use core::hint::black_box;

use criterion::{BenchmarkId, Criterion, criterion_group, criterion_main};
use mineclear_core::*;
use rand::SeedableRng;
use rand::rngs::SmallRng;

fn bench_place_mines(c: &mut Criterion) {
    let mut group = c.benchmark_group("place_mines");
    for (name, difficulty) in Difficulty::PRESETS {
        group.bench_with_input(BenchmarkId::from_parameter(name), &difficulty, |b, difficulty| {
            let mut rng = SmallRng::seed_from_u64(0xdead_beef);
            b.iter(|| {
                let mut board = Board::new(difficulty.width(), difficulty.height()).unwrap();
                let safe = (difficulty.height() / 2, difficulty.width() / 2);
                board
                    .place_mines(difficulty.mine_count(), safe, &mut rng)
                    .unwrap();
                board.compute_adjacency_counts();
                black_box(board)
            });
        });
    }
    group.finish();
}

fn bench_flood_reveal(c: &mut Criterion) {
    let empty = Board::new(100, 100).unwrap();
    c.bench_function("flood_reveal/empty_100x100", |b| {
        b.iter(|| {
            let mut board = empty.clone();
            black_box(board.reveal((50, 50)).unwrap())
        });
    });

    c.bench_function("first_click/endless", |b| {
        let mut seed = 0;
        b.iter(|| {
            seed += 1;
            let mut game = GameSession::with_seed(Difficulty::ENDLESS, seed).unwrap();
            black_box(game.handle_primary_action((50, 50)).unwrap())
        });
    });
}

criterion_group!(benches, bench_place_mines, bench_flood_reveal);
criterion_main!(benches);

══════════

→ **Aim of the exercise**:
Some lines contain the word "name". Pull each one out of the listing.

→ **Task response**:
    for (name, difficulty) in Difficulty::PRESETS {
        group.bench_with_input(BenchmarkId::from_parameter(name), &difficulty, |b, difficulty| {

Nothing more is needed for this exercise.